ImmunoBlot fro Lyme Disease
The Lyme immunoblot uses recombinant proteins on the blot so it is more sensitive than western blots that use native proteins. Igenex’s immunoblot is the main Lyme disease test I use in my practice. This test can detect Lyme disease as early as one week after exposure to the Borrelia bacteria and detect late-stage Lyme when antibodies are typically low.
Igenex includes multiple Borrelia species in their immunoblot test that increases the sensitivity of detecting other species of Borrelia that are not included in other Lyme tests. These include B. burgdorferi B31, B. burgdorferi 297, B. californiensis, B. mayonii, B. spielmanii, B. afzelli, B. garinii, and B. valaisiana.

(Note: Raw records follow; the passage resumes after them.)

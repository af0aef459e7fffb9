//! Interactive read-eval-print loop. Grounded on the reference REPL's
//! prompt/meta-command/brace-counting design: `>>> ` for a fresh line,
//! `... ` while a multi-line block is still open, meta-commands handled
//! before the brace counter ever sees the line.
use std::io::{self, Write};

use crate::compiler;
use crate::interpreter::Interpreter;
use crate::lexer;
use crate::parser;
use crate::value::Value;
use crate::vm;

const BANNER: &str = "Cactus \u{2014} a little scripting language for the Cactus Protocol.\nType 'help' for commands, 'exit' or Ctrl+D to quit.";

const HELP_TEXT: &str = "\
Commands:
  help        show this message
  exit/quit   leave the REPL
  clear       clear the screen
  reset       reset interpreter state
  tokens      toggle token display
  ast         toggle AST display
  vm          switch to the bytecode VM
  interp      switch to the tree-walking interpreter

Built-ins: print println len range str int float type input append pop
keys values abs min max sum";

pub struct Repl {
    interpreter: Interpreter,
    use_vm: bool,
    show_tokens: bool,
    show_ast: bool,
    buffer: Vec<String>,
    brace_count: i64,
}

impl Repl {
    pub fn new(use_vm: bool) -> Self {
        Self {
            interpreter: Interpreter::new(),
            use_vm,
            show_tokens: false,
            show_ast: false,
            buffer: Vec::new(),
            brace_count: 0,
        }
    }

    pub fn run(&mut self) {
        println!("{BANNER}");
        let stdin = io::stdin();
        loop {
            let prompt = if self.buffer.is_empty() { ">>> " } else { "... " };
            print!("{prompt}");
            let _ = io::stdout().flush();

            let mut line = String::new();
            let bytes_read = stdin.read_line(&mut line).unwrap_or(0);
            if bytes_read == 0 {
                println!("\nGoodbye!");
                break;
            }
            let line = line.trim_end_matches('\n').to_string();

            match self.accept_line(line) {
                Some(source) => {
                    if let Some(value) = self.execute(&source) {
                        println!("=> {value}");
                    }
                }
                None => continue,
            }
        }
    }

    /// Feeds one line into the multi-line buffer, handling meta-commands
    /// up front. Returns `Some(source)` once braces balance back to zero.
    fn accept_line(&mut self, line: String) -> Option<String> {
        if self.buffer.is_empty() {
            match line.trim().to_lowercase().as_str() {
                "exit" | "quit" => {
                    println!("Goodbye!");
                    std::process::exit(0);
                }
                "help" => {
                    println!("{HELP_TEXT}");
                    return None;
                }
                "clear" => {
                    print!("\x1b[2J\x1b[H");
                    let _ = io::stdout().flush();
                    return None;
                }
                "reset" => {
                    self.interpreter = Interpreter::new();
                    println!("Interpreter state reset.");
                    return None;
                }
                "tokens" => {
                    self.show_tokens = !self.show_tokens;
                    println!("Token display: {}", if self.show_tokens { "ON" } else { "OFF" });
                    return None;
                }
                "ast" => {
                    self.show_ast = !self.show_ast;
                    println!("AST display: {}", if self.show_ast { "ON" } else { "OFF" });
                    return None;
                }
                "vm" => {
                    self.use_vm = true;
                    println!("Switched to VM execution mode.");
                    return None;
                }
                "interp" => {
                    self.use_vm = false;
                    println!("Switched to interpreter execution mode.");
                    return None;
                }
                _ => {}
            }
        }

        self.brace_count += line.matches('{').count() as i64 - line.matches('}').count() as i64;
        self.buffer.push(line);

        if self.brace_count <= 0 {
            let source = self.buffer.join("\n");
            self.buffer.clear();
            self.brace_count = 0;
            Some(source)
        } else {
            None
        }
    }

    fn execute(&mut self, source: &str) -> Option<Value> {
        if source.trim().is_empty() {
            return None;
        }

        let tokens = match lexer::tokenize(source) {
            Ok(tokens) => tokens,
            Err(e) => {
                eprintln!("Lexer Error: {e}");
                return None;
            }
        };
        if self.show_tokens {
            println!("Tokens:");
            for token in &tokens {
                println!("  {token:?}");
            }
        }

        let program = match parser::parse(tokens) {
            Ok(program) => program,
            Err(e) => {
                eprintln!("Parser Error: {e}");
                return None;
            }
        };
        if self.show_ast {
            println!("AST:");
            println!("  {program:#?}");
        }

        if self.use_vm {
            let (code, constants) = match compiler::compile(&program) {
                Ok(pair) => pair,
                Err(e) => {
                    eprintln!("Compile Error: {e}");
                    return None;
                }
            };
            match vm::run(&code, constants) {
                Ok(value) => Some(value),
                Err(e) => {
                    eprintln!("Runtime Error: {e}");
                    None
                }
            }
        } else {
            match self.interpreter.run(&program) {
                Ok(value) => Some(value),
                Err(e) => {
                    eprintln!("Runtime Error: {e}");
                    None
                }
            }
        }
    }
}
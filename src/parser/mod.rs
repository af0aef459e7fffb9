//! Recursive-descent parser with precedence climbing. The grammar is
//! layout-insensitive: newlines are real tokens, skipped between statements
//! and inside constructs where they're harmless (after commas, openers).
use std::rc::Rc;

use crate::ast::expression::{FunctionDeclaration, LogicalOp, Parameter};
use crate::ast::statement::IfBranch;
use crate::ast::{Expression, Program, Statement};
use crate::diagnostic::{Diagnostic, Position};
use crate::token::{Token, TokenKind};

pub struct Parser {
    tokens: Vec<Token>,
    pos: usize,
}
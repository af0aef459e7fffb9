use std::{error::Error, path::Path};

use test_utils::{check_run, Expected};

const SRC_PATH: &str = "./fixtures/hello.cact";
const EXPECTED: Expected = Expected {
    stdout: "Hello, World!\n",
    stderr: "",
};

#[test]
fn run_hello() -> Result<(), Box<dyn Error>> {
    check_run(Path::new(SRC_PATH), EXPECTED)
}
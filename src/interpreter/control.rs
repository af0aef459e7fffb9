use crate::value::Value;

/// Non-local control flow is modeled as a tagged result rather than a
/// native panic/exception: every statement returns one of these, and
/// `while`/`for`/function-call sites interpret the tag instead of
/// unwinding the Rust call stack.
pub enum Signal {
    Value(Value),
    Return(Value),
    Break,
    Continue,
}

Like the western blot, an immunoblot result has to meet the criteria for a positive result.
Additional species of Borrelia bacteria fall into the Tick-Borne Relapsing Fever Group (TBRF). The TBRF group causes symptoms similar to Lyme disease, and some species may be more common in other parts of the United States, like California. This may be why some Californians test negative on a traditional Lyme test. The Igenex TBRF Immunoblot test detects antibodies to B. miyamotoi, B. hermsii, B. turicatae, and B. coriaceae. Two or more species in this panel need to be positive for a positive result. If only one species is positive, it is labeled as indeterminate (Ind). However, this finding needs to be correlated with the patient’s symptoms.
EliSPOT / T-Lymphocyte Test
In recent years, the sensitivity of T-lymphocyte testing for Lyme disease has improved. This methodology detects an immune system cell (called a T-lymphocyte) that has formed in response to the Borrelia bacteria. T-lymphocytes are part of the cellular immune response, unlike antibodies that are created as part of a humoral immune response.
Early in an infection T-cells can develop before antibodies are formed so an EliSpot test may help with the early detection of Lyme disease. As the disease progresses, some people’s immune system does not convert from a cellular to a humoral response. This would prevent antibodies from forming, so a T-lymphocyte test would be informative in this scenario.
A positive Lyme antibody test makes it difficult to determine if someone has an active infection, or if memory antibodies have persisted after the infection has been successfully treated.
A challenge with antibody testing is memory antibodies can remain in the blood long after an infection has resolved. A positive Lyme antibody test makes it difficult to determine if someone has an active infection, or if memory antibodies have persisted after the infection has been successfully treated. One of the great debates about long-term symptoms associated with Lyme disease is whether it is a chronic active infection or a persistent immune response driving the symptoms. The presence of T-lymphocytes against the Borrelia bacteria indicates an active infection.
Putting Lyme Disease Testing Together
Late-stage Lyme disease can be difficult to diagnose. The CDC criterion was established for surveillance purposes only, so should not be used for diagnostic purposes. Lyme disease tests at national reference laboratories have poor sensitivity and specificity and laboratories that specialize in Lyme disease testing provide a more accurate result. No one testing methodology is perfect, so results need to be taken into consideration with symptoms.
Combining Igenex’s Lyme and TBRF IgM / IgG Immunoblots, with a sensitive EliSPot test provides a comprehensive, objective assessment to aid in determining if Lyme disease is an underlying cause of someone’s symptoms. A complete co-infection panel including Bartonella, Babesia duncani and microti, Ehrlichia, Anaplasma, Rickettsia, Mycoplasma, Brucella, and other bacteria should also be included for a complete diagnostic workup of tickborne infections.